From the entries below, copy each line in which the word "matches" occurs.
━━━━━ Material provided ━━━━━
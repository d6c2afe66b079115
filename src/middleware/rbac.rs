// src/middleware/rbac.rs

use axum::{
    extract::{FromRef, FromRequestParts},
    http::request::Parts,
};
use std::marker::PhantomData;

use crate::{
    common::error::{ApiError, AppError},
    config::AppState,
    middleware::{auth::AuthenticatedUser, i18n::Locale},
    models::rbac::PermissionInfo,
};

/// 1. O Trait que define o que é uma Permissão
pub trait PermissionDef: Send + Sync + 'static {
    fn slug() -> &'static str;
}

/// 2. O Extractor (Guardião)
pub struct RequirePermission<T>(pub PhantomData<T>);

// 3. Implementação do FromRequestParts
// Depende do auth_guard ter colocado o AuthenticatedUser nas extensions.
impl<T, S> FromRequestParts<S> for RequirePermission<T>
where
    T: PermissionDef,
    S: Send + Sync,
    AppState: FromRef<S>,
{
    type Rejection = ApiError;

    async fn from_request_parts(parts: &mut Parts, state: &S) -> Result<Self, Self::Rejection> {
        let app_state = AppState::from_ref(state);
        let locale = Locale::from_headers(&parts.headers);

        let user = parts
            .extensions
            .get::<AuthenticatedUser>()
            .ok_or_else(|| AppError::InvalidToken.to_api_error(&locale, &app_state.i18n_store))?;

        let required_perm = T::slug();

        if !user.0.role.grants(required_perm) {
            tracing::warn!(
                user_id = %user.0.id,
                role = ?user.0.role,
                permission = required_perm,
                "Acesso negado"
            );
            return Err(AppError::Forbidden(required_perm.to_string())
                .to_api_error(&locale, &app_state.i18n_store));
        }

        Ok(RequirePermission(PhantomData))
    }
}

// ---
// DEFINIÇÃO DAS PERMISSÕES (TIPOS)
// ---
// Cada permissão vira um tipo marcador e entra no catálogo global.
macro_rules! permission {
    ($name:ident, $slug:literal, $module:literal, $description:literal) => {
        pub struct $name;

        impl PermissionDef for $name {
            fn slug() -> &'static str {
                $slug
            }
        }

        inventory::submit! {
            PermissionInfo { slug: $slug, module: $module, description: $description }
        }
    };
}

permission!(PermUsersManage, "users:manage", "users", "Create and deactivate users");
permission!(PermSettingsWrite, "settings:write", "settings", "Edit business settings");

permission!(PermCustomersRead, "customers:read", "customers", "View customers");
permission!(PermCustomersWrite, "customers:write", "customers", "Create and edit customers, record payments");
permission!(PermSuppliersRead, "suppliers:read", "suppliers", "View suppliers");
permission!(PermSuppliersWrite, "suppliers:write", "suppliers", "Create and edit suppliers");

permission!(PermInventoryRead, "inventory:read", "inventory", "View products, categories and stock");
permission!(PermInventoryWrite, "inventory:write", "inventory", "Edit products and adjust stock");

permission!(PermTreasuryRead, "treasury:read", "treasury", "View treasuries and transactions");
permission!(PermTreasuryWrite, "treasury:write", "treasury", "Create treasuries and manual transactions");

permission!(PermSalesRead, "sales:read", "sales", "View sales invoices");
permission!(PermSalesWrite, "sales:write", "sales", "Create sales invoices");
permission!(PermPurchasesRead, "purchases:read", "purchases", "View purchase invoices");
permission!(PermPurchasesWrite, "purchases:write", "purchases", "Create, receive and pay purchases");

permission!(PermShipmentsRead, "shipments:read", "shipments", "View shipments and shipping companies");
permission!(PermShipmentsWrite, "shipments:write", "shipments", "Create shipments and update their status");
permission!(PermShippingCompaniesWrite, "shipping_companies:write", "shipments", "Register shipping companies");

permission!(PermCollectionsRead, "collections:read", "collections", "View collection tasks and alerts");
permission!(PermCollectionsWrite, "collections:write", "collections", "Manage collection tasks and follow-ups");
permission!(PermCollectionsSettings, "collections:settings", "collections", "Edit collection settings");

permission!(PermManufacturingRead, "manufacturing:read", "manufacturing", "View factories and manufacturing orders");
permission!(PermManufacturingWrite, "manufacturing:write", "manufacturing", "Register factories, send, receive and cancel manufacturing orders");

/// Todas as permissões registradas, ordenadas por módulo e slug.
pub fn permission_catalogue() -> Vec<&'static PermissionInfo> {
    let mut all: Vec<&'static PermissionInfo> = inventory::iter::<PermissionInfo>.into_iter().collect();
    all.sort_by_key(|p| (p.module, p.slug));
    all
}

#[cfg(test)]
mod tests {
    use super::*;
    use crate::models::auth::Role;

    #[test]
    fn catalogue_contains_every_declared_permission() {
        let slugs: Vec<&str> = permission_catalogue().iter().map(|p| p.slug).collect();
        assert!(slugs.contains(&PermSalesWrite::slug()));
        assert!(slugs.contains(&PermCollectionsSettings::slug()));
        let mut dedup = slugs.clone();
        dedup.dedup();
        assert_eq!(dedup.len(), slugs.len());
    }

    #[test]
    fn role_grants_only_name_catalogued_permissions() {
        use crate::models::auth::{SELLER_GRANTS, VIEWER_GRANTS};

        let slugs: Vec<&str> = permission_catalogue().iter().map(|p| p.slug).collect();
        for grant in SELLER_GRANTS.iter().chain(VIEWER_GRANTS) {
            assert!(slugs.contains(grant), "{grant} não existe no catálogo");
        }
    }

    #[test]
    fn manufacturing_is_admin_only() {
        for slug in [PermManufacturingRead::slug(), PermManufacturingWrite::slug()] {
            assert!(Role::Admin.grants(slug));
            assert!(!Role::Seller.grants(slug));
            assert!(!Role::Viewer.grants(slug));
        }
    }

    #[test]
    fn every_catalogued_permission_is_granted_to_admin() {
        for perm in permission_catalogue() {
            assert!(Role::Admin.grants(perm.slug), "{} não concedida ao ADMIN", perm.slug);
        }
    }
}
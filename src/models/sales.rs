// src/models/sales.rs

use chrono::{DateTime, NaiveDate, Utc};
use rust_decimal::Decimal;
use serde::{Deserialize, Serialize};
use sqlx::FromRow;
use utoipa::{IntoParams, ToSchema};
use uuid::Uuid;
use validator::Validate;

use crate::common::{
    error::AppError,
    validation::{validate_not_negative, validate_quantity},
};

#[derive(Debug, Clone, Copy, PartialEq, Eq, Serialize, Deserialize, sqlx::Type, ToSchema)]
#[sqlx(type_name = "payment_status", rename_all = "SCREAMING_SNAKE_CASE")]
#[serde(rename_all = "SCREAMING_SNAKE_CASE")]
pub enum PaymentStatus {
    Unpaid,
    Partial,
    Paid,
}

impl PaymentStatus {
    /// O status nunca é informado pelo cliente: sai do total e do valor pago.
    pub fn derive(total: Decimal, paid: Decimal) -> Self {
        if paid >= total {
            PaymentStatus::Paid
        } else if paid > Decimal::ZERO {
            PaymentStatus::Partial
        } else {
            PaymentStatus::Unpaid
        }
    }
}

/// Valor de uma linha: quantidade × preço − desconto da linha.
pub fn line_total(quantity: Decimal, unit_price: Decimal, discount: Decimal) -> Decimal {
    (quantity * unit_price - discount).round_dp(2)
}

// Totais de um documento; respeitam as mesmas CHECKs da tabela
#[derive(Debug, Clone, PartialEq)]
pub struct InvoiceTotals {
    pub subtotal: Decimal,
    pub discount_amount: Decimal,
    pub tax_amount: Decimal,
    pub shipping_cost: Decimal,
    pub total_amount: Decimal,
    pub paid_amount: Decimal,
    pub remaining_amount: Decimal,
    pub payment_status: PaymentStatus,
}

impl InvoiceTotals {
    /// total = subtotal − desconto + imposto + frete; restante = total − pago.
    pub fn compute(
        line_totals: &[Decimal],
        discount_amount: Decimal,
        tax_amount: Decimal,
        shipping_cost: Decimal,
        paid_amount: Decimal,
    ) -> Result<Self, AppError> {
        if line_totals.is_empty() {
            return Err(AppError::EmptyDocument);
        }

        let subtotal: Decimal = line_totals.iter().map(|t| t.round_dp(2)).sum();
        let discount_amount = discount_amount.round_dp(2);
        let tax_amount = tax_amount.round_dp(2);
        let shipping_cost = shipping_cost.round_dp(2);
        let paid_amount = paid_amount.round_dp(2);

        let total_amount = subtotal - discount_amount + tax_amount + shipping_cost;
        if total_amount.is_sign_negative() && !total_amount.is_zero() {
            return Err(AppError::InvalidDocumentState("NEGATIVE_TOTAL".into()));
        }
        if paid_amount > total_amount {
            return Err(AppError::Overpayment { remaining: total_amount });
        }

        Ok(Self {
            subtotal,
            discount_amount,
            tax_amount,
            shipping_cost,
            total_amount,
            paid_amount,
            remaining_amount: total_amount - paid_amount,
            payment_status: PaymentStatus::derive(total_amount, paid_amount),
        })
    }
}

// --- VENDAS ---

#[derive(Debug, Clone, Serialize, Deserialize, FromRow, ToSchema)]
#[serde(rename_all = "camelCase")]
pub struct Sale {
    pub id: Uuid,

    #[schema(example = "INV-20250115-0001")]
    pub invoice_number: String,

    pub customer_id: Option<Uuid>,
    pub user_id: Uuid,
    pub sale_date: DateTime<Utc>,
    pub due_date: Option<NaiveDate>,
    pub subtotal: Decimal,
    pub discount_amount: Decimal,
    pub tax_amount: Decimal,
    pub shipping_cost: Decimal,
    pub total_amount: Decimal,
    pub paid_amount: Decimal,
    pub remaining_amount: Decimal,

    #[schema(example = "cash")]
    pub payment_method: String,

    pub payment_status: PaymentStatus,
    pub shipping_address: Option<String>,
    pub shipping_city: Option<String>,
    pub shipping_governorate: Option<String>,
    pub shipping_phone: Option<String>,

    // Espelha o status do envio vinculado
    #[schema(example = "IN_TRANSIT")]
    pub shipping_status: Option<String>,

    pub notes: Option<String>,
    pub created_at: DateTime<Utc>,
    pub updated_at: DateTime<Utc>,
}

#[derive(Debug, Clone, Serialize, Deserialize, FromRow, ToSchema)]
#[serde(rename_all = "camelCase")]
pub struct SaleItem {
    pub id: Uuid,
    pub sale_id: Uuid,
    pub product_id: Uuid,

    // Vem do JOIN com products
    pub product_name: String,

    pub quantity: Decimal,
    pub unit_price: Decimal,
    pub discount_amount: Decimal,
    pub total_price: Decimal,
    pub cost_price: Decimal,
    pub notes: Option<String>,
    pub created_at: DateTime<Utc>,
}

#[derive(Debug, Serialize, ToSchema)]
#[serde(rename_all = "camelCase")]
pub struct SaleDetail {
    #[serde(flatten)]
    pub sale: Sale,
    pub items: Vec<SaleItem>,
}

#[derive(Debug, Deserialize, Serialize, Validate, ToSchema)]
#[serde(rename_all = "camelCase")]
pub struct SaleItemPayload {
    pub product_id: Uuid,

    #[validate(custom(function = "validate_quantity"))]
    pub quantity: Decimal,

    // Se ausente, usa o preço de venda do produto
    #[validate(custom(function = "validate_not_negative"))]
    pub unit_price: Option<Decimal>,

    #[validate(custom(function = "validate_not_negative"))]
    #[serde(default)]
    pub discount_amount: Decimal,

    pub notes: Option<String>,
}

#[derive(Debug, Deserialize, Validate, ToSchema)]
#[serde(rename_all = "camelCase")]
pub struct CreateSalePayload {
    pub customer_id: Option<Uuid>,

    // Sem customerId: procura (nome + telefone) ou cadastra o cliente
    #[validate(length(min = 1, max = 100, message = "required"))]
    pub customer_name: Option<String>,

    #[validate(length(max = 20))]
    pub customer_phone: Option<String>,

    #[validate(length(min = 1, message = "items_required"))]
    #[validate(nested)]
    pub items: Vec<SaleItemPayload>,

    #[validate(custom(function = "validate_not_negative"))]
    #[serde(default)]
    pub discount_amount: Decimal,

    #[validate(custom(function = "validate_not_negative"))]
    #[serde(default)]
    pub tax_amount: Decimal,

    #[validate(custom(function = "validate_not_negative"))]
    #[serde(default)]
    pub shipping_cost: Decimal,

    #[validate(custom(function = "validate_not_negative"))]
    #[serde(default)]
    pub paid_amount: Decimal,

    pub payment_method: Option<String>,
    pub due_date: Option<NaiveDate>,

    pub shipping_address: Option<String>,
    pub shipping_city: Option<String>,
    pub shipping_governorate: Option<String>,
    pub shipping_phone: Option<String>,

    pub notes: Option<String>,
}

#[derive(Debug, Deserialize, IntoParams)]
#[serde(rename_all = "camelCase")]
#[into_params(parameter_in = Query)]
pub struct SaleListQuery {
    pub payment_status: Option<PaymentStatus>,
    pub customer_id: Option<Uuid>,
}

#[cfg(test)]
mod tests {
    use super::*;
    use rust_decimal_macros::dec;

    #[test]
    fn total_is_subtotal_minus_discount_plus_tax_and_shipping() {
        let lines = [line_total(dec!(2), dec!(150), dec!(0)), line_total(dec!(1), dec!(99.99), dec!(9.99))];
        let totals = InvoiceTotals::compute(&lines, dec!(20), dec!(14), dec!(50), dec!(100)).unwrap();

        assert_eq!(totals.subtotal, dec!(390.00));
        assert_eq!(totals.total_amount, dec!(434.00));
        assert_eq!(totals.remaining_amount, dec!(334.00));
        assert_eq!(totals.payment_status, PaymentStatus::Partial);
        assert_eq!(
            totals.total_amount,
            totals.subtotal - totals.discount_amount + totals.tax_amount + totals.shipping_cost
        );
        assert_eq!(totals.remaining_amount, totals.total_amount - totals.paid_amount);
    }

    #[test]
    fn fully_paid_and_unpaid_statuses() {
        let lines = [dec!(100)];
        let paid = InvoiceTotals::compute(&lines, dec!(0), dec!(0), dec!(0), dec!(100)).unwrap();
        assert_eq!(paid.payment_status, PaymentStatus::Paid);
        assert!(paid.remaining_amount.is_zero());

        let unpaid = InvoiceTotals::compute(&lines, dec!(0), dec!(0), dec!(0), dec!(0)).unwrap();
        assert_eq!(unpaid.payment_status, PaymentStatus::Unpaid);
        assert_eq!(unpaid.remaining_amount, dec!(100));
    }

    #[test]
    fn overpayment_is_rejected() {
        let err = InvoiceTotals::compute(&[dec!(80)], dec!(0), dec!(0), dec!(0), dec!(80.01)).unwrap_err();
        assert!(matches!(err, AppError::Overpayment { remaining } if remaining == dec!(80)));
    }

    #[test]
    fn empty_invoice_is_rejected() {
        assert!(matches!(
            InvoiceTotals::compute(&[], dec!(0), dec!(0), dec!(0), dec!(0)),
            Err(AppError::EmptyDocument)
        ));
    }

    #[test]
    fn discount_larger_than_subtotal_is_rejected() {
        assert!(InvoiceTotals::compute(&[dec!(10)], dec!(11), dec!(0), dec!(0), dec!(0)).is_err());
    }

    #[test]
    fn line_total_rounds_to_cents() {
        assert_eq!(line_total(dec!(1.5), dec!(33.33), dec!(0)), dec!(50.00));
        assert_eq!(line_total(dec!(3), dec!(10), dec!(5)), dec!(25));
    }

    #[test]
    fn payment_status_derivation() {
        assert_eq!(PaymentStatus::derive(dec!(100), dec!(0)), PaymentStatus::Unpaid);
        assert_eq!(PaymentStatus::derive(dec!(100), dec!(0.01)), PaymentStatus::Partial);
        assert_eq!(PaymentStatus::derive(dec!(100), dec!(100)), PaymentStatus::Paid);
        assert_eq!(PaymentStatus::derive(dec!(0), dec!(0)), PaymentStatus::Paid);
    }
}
━━━━━
• Solution below:
        assert!(matches!(err, AppError::Overpayment { remaining } if remaining == dec!(80)));
        assert!(matches!(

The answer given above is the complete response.